CENTRIO Platelet-Rich Plasma System
What is CENTRIO PRP?
A complete point of care system that provides the safe and rapid preparation of a biodynamic hematogel from a small sample of a patient's blood. A single draw provides coverage for wounds up to 2,000 sq cm and the kit includes everything needed – wound dressing, reagents, and phlebotomy tools
Rapid delivery

Minimal amount of blood required

One-minute centrifuge spin

Complete PRP process in under 10 minutes

Keeps pace with your clinic’s schedule
Why CENTRIO PRP?
Some wounds won’t wait. Some clinics can’t slow down. The CENTRIO PRP System gives you what you need to manage both — fast prep, full coverage, and little documentation required for reimbursement, all in four easy steps.

Draw it
Take a small amount of the patient’s blood.

Spin it
Use the CENTRIO System centrifuge to separate the platelets (1 minute).

Mix it
Mix with additives supplied in the CENTRIO Reagent Kit (such as ascorbic acid) to produce a golden biodynamic gel.

Apply it
Apply over the entire wound be and cover with a clear dressing.
A solution that starts and ends with the patient
CENTRIO PRP is ideal for exuding wounds, such as:
- Leg ulcer
- Pressure Ulcer
- Diabetic Ulcer
- For the management of mechanically or surgically debrided wound
The CENTRIO PRP Advantage

Coverage
Covers wounds up to 2,000 cm²

Flexible
Available in flowable gel form to match wound depth and complexity, enabling targeted treatment of sinus tracts, and undermining area/wounds

Versatile
Ideal for diabetic wounds including but not limited to diabetic foot ulcers (DFUs), venous leg ulcers (VLUs), pressure ulcers, and tunneling wounds

Proven
90.5% of wounds treated with an enhanced near-physiological concentration of platelet rich plasma gel showed a 63.6% reduction in wound volume.1
Clinical evidence
CENTRIO is the only therapy of its kind that is FDA-cleared for use on ulcers and wounds of all types. Because of our ongoing commitment to better wound care science, we are always collecting data to refine and improve our technology

Healing in wounds >337 days old
285 Wounds, 39 Centers, 96.5% response rate in less than 15 days with 2.8 treatments

Prospective, randomized, controlled trial in diabetic foot ulcers (DFU)
81% healed in the most common-sized DFUs

A retrospective, longitudinal study to evaluate healing lower extremity wounds
CENTRIO treatment for three different wounds
Healing in wounds >337 days old
- 85 Wounds, 39 Centers, 96.5% response rate in less than 15 days with 2.8 treatments.
- 90.5% of wounds had a 63.6% volume reduction
- Promotes healing in a wide range of chronic wounds with consistent reduction in area, volume, undermining, sinus tracts and tunneling

*de Leon J, Driver VR, Fylling CP, Carter MJ, Anderson C, Wilson J, et al. (2011) The Clinical Relevance of Treating Chronic Wounds With an Enhanced Near-physiological Concentration of Platelet-Rich Plasma (PRP) Gel. Advances in Skin and Wound Care, 24(8), 357-368
Prospective, randomized, controlled trial in diabetic foot ulcers (DFU)
- 81% healed in the most common sized DFUs
- Significantly more healing (81.3% vs 42.1%) with CENTRIO (p = 0.0364)
- Mean time to healing = 6 weeks

*Driver V, Hanft J, Fylling, C et al. (2006) A Prospective, Randomized, Controlled Trial of Autologous Platelet- Rich Plasma Gel for the Treatment of Diabetic Foot Ulcers. Ostomy Wound Management, 52(6): 68-87.
*Data is for majority wound group with wounds <7cm2 in size
A retrospective, longitudinal study to evaluate healing lower extremity wounds
CENTRIO treatment for three different wounds

May 4: Prior to CENTRIO treatment. Wound continued to fail despite two revascularizations.

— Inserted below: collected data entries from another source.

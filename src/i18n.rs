// src/i18n.rs
//
// Localization of the standard tour text elements.
// - Built-in dictionaries: en (default), ru
// - Optional override file: assets/i18n.json, format { "<lang>": { "key": "value" } }
// - Lookup: tr("key") / tr_with("key", [("name", "...")]) with {name} placeholders
//
// Language selection order: --lang CLI flag -> VTOUR_LANG env -> "lang" field
// of the tour config -> en.

use once_cell::sync::OnceCell;
use std::{
    collections::HashMap,
    path::{Path, PathBuf},
    sync::RwLock,
};

const FALLBACK_LANG: &str = "en";

const DICT_EN: &[(&str, &str)] = &[
    ("app.title", "Virtual tour"),
    ("waiter.loading", "Loading..."),
    ("photo.close", "Close"),
    ("tooltip.scene", "Scene name"),
    ("tooltip.fullscreen", "Switch fullscreen"),
    ("tooltip.version", "Powered by vtour"),
    ("tooltip.portal", "Go"),
    ("tooltip.photo", "Look closer"),
    ("tooltip.exit", "Exit"),
    ("exit.question", "Are you sure you want to close the tour?"),
    ("exit.yes", "Yes"),
    ("exit.no", "No"),
    ("scene.load_failed", "Failed to load the scene image"),
    ("file.filter.tours", "Tour files"),
];

const DICT_RU: &[(&str, &str)] = &[
    ("app.title", "Виртуальный тур"),
    ("waiter.loading", "Загрузка..."),
    ("photo.close", "Закрыть"),
    ("tooltip.scene", "Название сцены"),
    ("tooltip.fullscreen", "Переключить режим полного экрана"),
    ("tooltip.version", "Создано с использованием vtour"),
    ("tooltip.portal", "Перейти"),
    ("tooltip.photo", "Рассмотреть"),
    ("tooltip.exit", "Выйти"),
    ("exit.question", "Вы действительно хотите закончить виртуальный тур?"),
    ("exit.yes", "Да"),
    ("exit.no", "Нет"),
    ("scene.load_failed", "Не удалось загрузить изображение сцены"),
    ("file.filter.tours", "Файлы туров"),
];

struct I18n {
    map: HashMap<String, String>,
    fallback_map: HashMap<String, String>,
}

static I18N: OnceCell<RwLock<I18n>> = OnceCell::new();

fn builtin_dict(lang: &str) -> HashMap<String, String> {
    let table = match lang {
        "ru" => DICT_RU,
        _ => DICT_EN,
    };
    table
        .iter()
        .map(|(k, v)| (k.to_string(), v.to_string()))
        .collect()
}

/// Find assets/i18n.json next to the executable or in the working dir.
fn find_override_file() -> Option<PathBuf> {
    if let Ok(exe) = std::env::current_exe() {
        if let Some(dir) = exe.parent() {
            let p = dir.join("assets").join("i18n.json");
            if p.exists() {
                return Some(p);
            }
        }
    }

    let p = PathBuf::from("assets").join("i18n.json");
    if p.exists() {
        return Some(p);
    }

    None
}

fn load_override(path: &Path, lang: &str) -> Option<HashMap<String, String>> {
    let text = std::fs::read_to_string(path).ok()?;
    let all: HashMap<String, HashMap<String, String>> = serde_json::from_str(&text).ok()?;
    all.get(lang).cloned()
}

fn load_lang(lang: &str) -> HashMap<String, String> {
    let mut map = builtin_dict(lang);

    // file entries win over the built-in strings
    if let Some(path) = find_override_file() {
        if let Some(overrides) = load_override(&path, lang) {
            map.extend(overrides);
        }
    }

    map
}

/// Initialize global i18n. Safe to call multiple times; later calls overwrite
/// the current language maps.
pub fn init(lang: impl Into<String>) {
    let lang = lang.into();

    let map = load_lang(&lang);
    let fallback_map = if lang == FALLBACK_LANG {
        map.clone()
    } else {
        load_lang(FALLBACK_LANG)
    };

    let i = I18n { map, fallback_map };

    if let Some(lock) = I18N.get() {
        if let Ok(mut w) = lock.write() {
            *w = i;
        }
    } else {
        let _ = I18N.set(RwLock::new(i));
    }
}

fn get_locked() -> Option<std::sync::RwLockReadGuard<'static, I18n>> {
    I18N.get().and_then(|l| l.read().ok())
}

/// Get localized text by key. If key missing, returns the key itself.
pub fn tr(key: &str) -> String {
    let Some(i) = get_locked() else {
        return key.to_string();
    };

    if let Some(v) = i.map.get(key) {
        return v.clone();
    }
    if let Some(v) = i.fallback_map.get(key) {
        return v.clone();
    }
    key.to_string()
}

/// Get localized text and substitute `{name}` placeholders.
/// Any placeholder not provided is kept as-is.
pub fn tr_with(key: &str, args: &[(&str, String)]) -> String {
    let mut s = tr(key);
    for (k, v) in args {
        let placeholder = format!("{{{}}}", k);
        s = s.replace(&placeholder, v);
    }
    s
}

/// Choose language: `--lang <code>` CLI flag, then VTOUR_LANG, then the value
/// from the tour config.
pub fn resolve_lang(config_lang: &str) -> String {
    let mut it = std::env::args();
    while let Some(a) = it.next() {
        if a == "--lang" {
            if let Some(v) = it.next() {
                return v;
            }
        }
    }

    if let Ok(v) = std::env::var("VTOUR_LANG") {
        if !v.trim().is_empty() {
            return v;
        }
    }

    config_lang.to_string()
}

#[cfg(test)]
mod tests {
    use super::*;

    #[test]
    fn builtin_dictionaries_cover_the_same_keys() {
        let en: Vec<_> = DICT_EN.iter().map(|(k, _)| *k).collect();
        let ru: Vec<_> = DICT_RU.iter().map(|(k, _)| *k).collect();
        assert_eq!(en, ru);
    }

    #[test]
    fn unknown_lang_falls_back_to_english() {
        let map = builtin_dict("de");
        assert_eq!(map.get("waiter.loading").unwrap(), "Loading...");
    }

    #[test]
    fn russian_dictionary_is_selected() {
        let map = builtin_dict("ru");
        assert_eq!(map.get("waiter.loading").unwrap(), "Загрузка...");
    }

    #[test]
    fn placeholder_substitution() {
        init("en");
        // missing key comes back verbatim, with placeholders substituted
        let s = tr_with("missing {what}", &[("what", "key".to_string())]);
        assert_eq!(s, "missing key");
    }
}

May 26: Wound appearance the day CENTRIO treatment was initiated, post debridement.

July 7: Wound bed showing granulation tissue with significant reduction in wound area and volume.

November 4: Full wound closure.

June 25: Diabetic ray amputation site with arteriosclerosis obliterans. Wound not healing despite revascularization.

July 9: Wound appearance the day CENTRIO treatment was initiated, pre-debridement.

August 13: Amputation site healing well with granulation tissue visible. Significant reduction in wound area and volume.

October 8: Wound after 56 days of CENTRIO treatment and one week prior to complete healing.

July 22: Prior to CENTRIO treatment. Diabetic heel ulcer with arteriosclerosis obliterans at initial patient visit.

August 12: Granulation tissue visible in wound bed with significant reduction in wound volume.

September 30: Wound healed in 49 days of CENTRIO treatments.